My mother-in-law is an excellent cook and she gifted America’s Test Kitchen: How Can It Be Gluten-Free cookbook to Chris and I after learning about our gluten-free leanings. For a few weeks, I avoided opening it because I was feeling crummy about the transition, but this morning Birdy and I decided to tackle the gluten-free pumpkin bread.
I don’t know what copyright infringements exist when it comes to recipes, so I’m opting to not post the recipe here (I’m scared of the Test Kitchen people), but I will confirm that the bread, although a little bit of a pain in the butt to prepare, was delicious. IS delicious, because it’s still sitting out on the kitchen counter cooling and the whole house smells terrific.
The bread recipe only called for 1/2 a cup of pumpkin, so we had the majority of a can of pumpkin left over, all nice-smelling and tempting us to make something else.
“COOKIES!!!” yelled Birdy, which is her answer to just about everything. (A close second to “Why?”)
“Okay, let’s hunt down some cookies that have pumpkin in them,” I replied.
“Because … you just said cookies?”
“Oh yeah. I forgot.”
We found a gluten-free pumpkin sandwich cookie via Google with these puffy, awesome pumpkin cookies and a cream cheese filling, so have at it we did. Navigating the gluten-free curve has been interesting, though, because I am learning how many random things have gluten in them. Like vanilla. The vanilla in our cupboard is imitation (don’t hate) and according to Chef Google probably contains gluten (and also anal secretions from beavers WTF), so we used the makeshift substitution at the bottom of the recipe of 1/2 teaspoon ground cinnamon plus 1/4 teaspoon ground ginger, 1/4 teaspoon ground nutmeg and 1/8 teaspoon ground cloves.
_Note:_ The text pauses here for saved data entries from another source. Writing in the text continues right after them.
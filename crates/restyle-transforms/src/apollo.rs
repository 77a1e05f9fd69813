//! The apollo-hooks transform: retarget `react-apollo-hooks` imports
//! to `@apollo/react-hooks`. Bindings are unchanged; only the module
//! specifier moves.

use restyle_js::{parse, serialize, NodeKind};

use crate::matchers;
use crate::pipeline::{SourceFile, TransformError, TransformOutput};

const LEGACY_MODULE: &str = "react-apollo-hooks";
const TARGET_MODULE: &str = "@apollo/react-hooks";

pub fn apollo_hooks(file: &SourceFile) -> Result<TransformOutput, TransformError> {
    let mut tree = parse(&file.source)?;

    for import in matchers::collect_imports(&tree) {
        if import.source != LEGACY_MODULE {
            continue;
        }
        let specifiers = tree.children(import.node).to_vec();
        tree.replace(
            import.node,
            NodeKind::ImportDeclaration {
                source: TARGET_MODULE.to_string(),
            },
            specifiers,
        );
    }

    Ok(TransformOutput {
        source: serialize(&tree),
        diagnostics: Vec::new(),
    })
}

#[cfg(test)]
mod tests {
    use super::*;

    #[test]
    fn retargets_the_module() {
        let file = SourceFile::new(
            "src/hooks.js",
            "import { useQuery } from \"react-apollo-hooks\";\nuseQuery();\n",
        );
        let out = apollo_hooks(&file).unwrap();
        assert_eq!(
            out.source,
            "import { useQuery } from \"@apollo/react-hooks\";\nuseQuery();\n"
        );
        assert!(out.diagnostics.is_empty());
    }

    #[test]
    fn other_modules_untouched() {
        let src = "import { useQuery } from \"@apollo/react-hooks\";\n";
        let file = SourceFile::new("src/hooks.js", src);
        let out = apollo_hooks(&file).unwrap();
        assert_eq!(out.source, src);
    }
}
//! Arena-backed syntax tree with byte spans.
//!
//! Nodes live in a flat `Vec` and refer to each other by [`NodeId`]
//! index, so rewrite rules can hold ids across mutations without borrow
//! conflicts. Mutation happens by overwriting arena slots in place:
//! [`SyntaxTree::replace`] swaps a node's kind and children while
//! keeping its original span, and [`SyntaxTree::replace_raw`] swaps in
//! pre-rendered text. Replaced nodes keep their span so the serializer
//! still knows which stretch of original source they stand in for.

use restyle_core::{text, Span};

/// Index of a node in the tree arena.
#[derive(Debug, Clone, Copy, PartialEq, Eq, Hash)]
pub struct NodeId(u32);

impl NodeId {
    pub(crate) fn from_raw(index: usize) -> Self {
        NodeId(index as u32)
    }

    pub fn index(self) -> usize {
        self.0 as usize
    }
}

/// Structural classification of a node.
///
/// Fields hold the small amount of derived data rules match on (names,
/// operators, literal text); everything positional comes from spans and
/// children.
#[derive(Debug, Clone, PartialEq, Eq)]
pub enum NodeKind {
    /// Root. Children are top-level statements in source order.
    Program,

    // ===== Statements =====
    /// `import ... from "source";` — children are specifier nodes.
    ImportDeclaration { source: String },
    /// `default` binding in an import.
    ImportDefaultSpecifier { local: String },
    /// `{ imported as local }` member of an import.
    ImportNamedSpecifier { imported: String, local: String },
    /// `* as local` in an import.
    ImportNamespaceSpecifier { local: String },
    /// `const`/`let`/`var` statement; children are declarators.
    VariableDeclaration { keyword: String },
    /// One `name = init` binding; child 0 (if present) is the initializer.
    VariableDeclarator { name: String },
    /// Statement wrapping a bare expression (child 0).
    ExpressionStatement,
    /// `return expr;` — child 0 is the argument, if any.
    ReturnStatement,
    /// `if (cond) cons [else alt]` — children in source order.
    IfStatement,
    /// `{ ... }` statement block.
    Block,
    /// `export` with a declaration or specifier list (children).
    ExportNamed,
    /// `export default expr` — child 0 is the expression.
    ExportDefault,
    /// `function name(...) { ... }` — child 0 is the body block.
    FunctionDeclaration { name: String },
    /// Statement the parser does not model. Round-trips verbatim and is
    /// never rewritten.
    Opaque,

    // ===== Expressions =====
    Identifier { name: String },
    /// String/number/boolean/null/regex literal, text as written.
    Literal { raw: String },
    /// Template literal; children are [`NodeKind::TemplateChunk`] and
    /// interpolated expressions in source order. Backticks and `${`/`}`
    /// live in the gaps between children.
    TemplateLiteral,
    /// Raw text run inside a template literal.
    TemplateChunk,
    /// `tag`template`` — children are `[tag, template]`.
    TaggedTemplate,
    /// Arrow function. The first `param_count` children are parameter
    /// patterns; the last child is the body (expression or block).
    ArrowFunction { param_count: usize },
    /// `{ a, b: c, ...rest }` destructuring pattern; children are
    /// pattern properties and rest elements.
    ObjectPattern,
    /// One `key` or `key: local` property of an object pattern.
    PatternProperty { key: String, local: String },
    /// `...local` in a pattern.
    RestElement { local: String },
    /// Call; children are `[callee, args...]`.
    CallExpression,
    /// `new Expr(args)`; child 0 is the callee expression (including
    /// any call arguments).
    NewExpression,
    /// Member access. `property` is `Some` for static `.name` access;
    /// computed `[expr]` access has `property: None`, `computed: true`
    /// and children `[object, index]`.
    MemberExpression {
        property: Option<String>,
        computed: bool,
    },
    /// `a || b`, `a && b`, `a ?? b`; children `[left, right]`.
    LogicalExpression { operator: String },
    /// Arithmetic/comparison binary op; children `[left, right]`.
    BinaryExpression { operator: String },
    /// Prefix unary op; child 0 is the operand.
    UnaryExpression { operator: String },
    /// `lvalue = value`; children `[target, value]`.
    AssignmentExpression,
    /// `test ? cons : alt`; children in source order.
    ConditionalExpression,
    /// `{ ... }` expression; children are properties and spreads.
    ObjectExpression,
    /// `key: value` property. `shorthand` properties have no value
    /// child; computed keys put the key expression first in children.
    ObjectProperty {
        key: String,
        computed: bool,
        shorthand: bool,
    },
    /// `...expr`; child 0 is the argument.
    SpreadElement,
    /// `[ ... ]`; children are elements.
    ArrayExpression,
    /// Parenthesized expression; child 0 is the inner expression.
    Paren,
    /// `function (...) { ... }` expression; child 0 is the body block.
    FunctionExpression,

    // ===== JSX =====
    /// Element or fragment (`name` is empty for fragments). Children are
    /// attributes followed by child elements/text/containers.
    JsxElement { name: String },
    /// `name="value"` or `name={expr}`; the value, if any, is child 0.
    JsxAttribute { name: String },
    /// `{...expr}` attribute; child 0 is the argument.
    JsxSpreadAttribute,
    /// `{expr}` inside element children or as an attribute value.
    /// May be empty (comment-only containers).
    JsxExpressionContainer,
    /// Raw text between JSX children.
    JsxText,

    // ===== Synthetic =====
    /// Pre-rendered replacement text. Prints verbatim.
    Raw { text: String },
}

/// One arena slot.
#[derive(Debug, Clone)]
pub struct Node {
    pub kind: NodeKind,
    pub span: Span,
    pub children: Vec<NodeId>,
    pub parent: Option<NodeId>,
    /// Set when the node was replaced or inserted; the serializer prints
    /// dirty nodes from structure or stored text instead of source bytes.
    pub dirty: bool,
}

/// Syntax tree over one file's source text.
#[derive(Debug)]
pub struct SyntaxTree {
    source: String,
    nodes: Vec<Node>,
    root: NodeId,
}

impl SyntaxTree {
    pub(crate) fn from_parts(source: String, nodes: Vec<Node>, root: NodeId) -> Self {
        SyntaxTree {
            source,
            nodes,
            root,
        }
    }

    pub fn source(&self) -> &str {
        &self.source
    }

    pub fn root(&self) -> NodeId {
        self.root
    }

    pub fn node(&self, id: NodeId) -> &Node {
        &self.nodes[id.index()]
    }

    pub fn kind(&self, id: NodeId) -> &NodeKind {
        &self.nodes[id.index()].kind
    }

    pub fn children(&self, id: NodeId) -> &[NodeId] {
        &self.nodes[id.index()].children
    }

    pub fn parent(&self, id: NodeId) -> Option<NodeId> {
        self.nodes[id.index()].parent
    }

    pub fn span_of(&self, id: NodeId) -> Span {
        self.nodes[id.index()].span
    }

    /// Source text covered by a span.
    pub fn slice(&self, span: Span) -> &str {
        &self.source[span.start..span.end]
    }

    /// Original source text covered by a node's span.
    pub fn text_of(&self, id: NodeId) -> &str {
        self.slice(self.span_of(id))
    }

    /// 1-indexed source line a node starts on.
    pub fn line_of(&self, id: NodeId) -> u32 {
        text::line_of_offset(&self.source, self.span_of(id).start)
    }

    /// Preorder walk of `id` and everything below it.
    pub fn descendants(&self, id: NodeId) -> Vec<NodeId> {
        let mut out = Vec::new();
        let mut stack = vec![id];
        while let Some(next) = stack.pop() {
            out.push(next);
            for &child in self.children(next).iter().rev() {
                stack.push(child);
            }
        }
        out
    }

    /// Allocate a new node and link its children's parent pointers.
    pub fn alloc(&mut self, kind: NodeKind, span: Span, children: Vec<NodeId>) -> NodeId {
        let id = NodeId(self.nodes.len() as u32);
        for &child in &children {
            self.nodes[child.index()].parent = Some(id);
        }
        self.nodes.push(Node {
            kind,
            span,
            children,
            parent: None,
            dirty: false,
        });
        id
    }

    /// Overwrite a node in place with new structure.
    ///
    /// The span is kept: the node still stands in for the same stretch
    /// of original source, it just prints differently now.
    pub fn replace(&mut self, id: NodeId, kind: NodeKind, children: Vec<NodeId>) {
        for &child in &children {
            self.nodes[child.index()].parent = Some(id);
        }
        let node = &mut self.nodes[id.index()];
        node.kind = kind;
        node.children = children;
        node.dirty = true;
    }

    /// Overwrite a node in place with pre-rendered text.
    pub fn replace_raw(&mut self, id: NodeId, text: impl Into<String>) {
        self.replace(id, NodeKind::Raw { text: text.into() }, Vec::new());
    }

    /// Insert `child` into `parent`'s child list immediately after
    /// `anchor`. The child should carry an empty span at the anchor's
    /// end so serialization gaps stay well ordered.
    pub fn insert_after(&mut self, parent: NodeId, anchor: NodeId, child: NodeId) {
        self.nodes[child.index()].parent = Some(parent);
        self.nodes[child.index()].dirty = true;
        let children = &mut self.nodes[parent.index()].children;
        let at = children
            .iter()
            .position(|&c| c == anchor)
            .map(|i| i + 1)
            .unwrap_or(children.len());
        children.insert(at, child);
    }

    /// Insert `child` as the first child of `parent`.
    pub fn insert_first(&mut self, parent: NodeId, child: NodeId) {
        self.nodes[child.index()].parent = Some(parent);
        self.nodes[child.index()].dirty = true;
        self.nodes[parent.index()].children.insert(0, child);
    }
}

#[cfg(test)]
mod tests {
    use super::*;

    fn leaf(tree: &mut SyntaxTree, name: &str, start: usize, end: usize) -> NodeId {
        tree.alloc(
            NodeKind::Identifier {
                name: name.to_string(),
            },
            Span::new(start, end),
            Vec::new(),
        )
    }

    fn empty_tree(source: &str) -> SyntaxTree {
        let root = Node {
            kind: NodeKind::Program,
            span: Span::new(0, source.len()),
            children: Vec::new(),
            parent: None,
            dirty: false,
        };
        SyntaxTree::from_parts(source.to_string(), vec![root], NodeId(0))
    }

    #[test]
    fn alloc_links_parents() {
        let mut tree = empty_tree("a b");
        let a = leaf(&mut tree, "a", 0, 1);
        let b = leaf(&mut tree, "b", 2, 3);
        let stmt = tree.alloc(NodeKind::ExpressionStatement, Span::new(0, 3), vec![a, b]);
        assert_eq!(tree.parent(a), Some(stmt));
        assert_eq!(tree.parent(b), Some(stmt));
    }

    #[test]
    fn replace_keeps_span_and_marks_dirty() {
        let mut tree = empty_tree("abc");
        let id = leaf(&mut tree, "abc", 0, 3);
        tree.replace_raw(id, "xyz");
        assert!(tree.node(id).dirty);
        assert_eq!(tree.span_of(id), Span::new(0, 3));
        assert!(matches!(tree.kind(id), NodeKind::Raw { text } if text == "xyz"));
    }

    #[test]
    fn insert_after_positions_child() {
        let mut tree = empty_tree("a b");
        let a = leaf(&mut tree, "a", 0, 1);
        let b = leaf(&mut tree, "b", 2, 3);
        let root = tree.root();
        tree.replace(root, NodeKind::Program, vec![a, b]);

        let new = tree.alloc(
            NodeKind::Raw {
                text: "!".to_string(),
            },
            Span::empty(1),
            Vec::new(),
        );
        tree.insert_after(root, a, new);
        assert_eq!(tree.children(root), &[a, new, b]);
        assert!(tree.node(new).dirty);
    }

    #[test]
    fn descendants_preorder() {
        let mut tree = empty_tree("a b c");
        let a = leaf(&mut tree, "a", 0, 1);
        let b = leaf(&mut tree, "b", 2, 3);
        let inner = tree.alloc(NodeKind::Paren, Span::new(0, 3), vec![a, b]);
        let c = leaf(&mut tree, "c", 4, 5);
        let outer = tree.alloc(NodeKind::ExpressionStatement, Span::new(0, 5), vec![inner, c]);

        assert_eq!(tree.descendants(outer), vec![outer, inner, a, b, c]);
    }
}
The end result, though visually clumsy, was also delicious.
It’s easier for me to avoid desserts most of the time because eating less junk makes the most sense for me, diabetes-wise. But for those moments when I’d like to enjoy something sweet, I’m glad there are options that won’t wreck havoc on my body. Gluten-free doesn’t have to be gross, and I’m slowly learning that fact.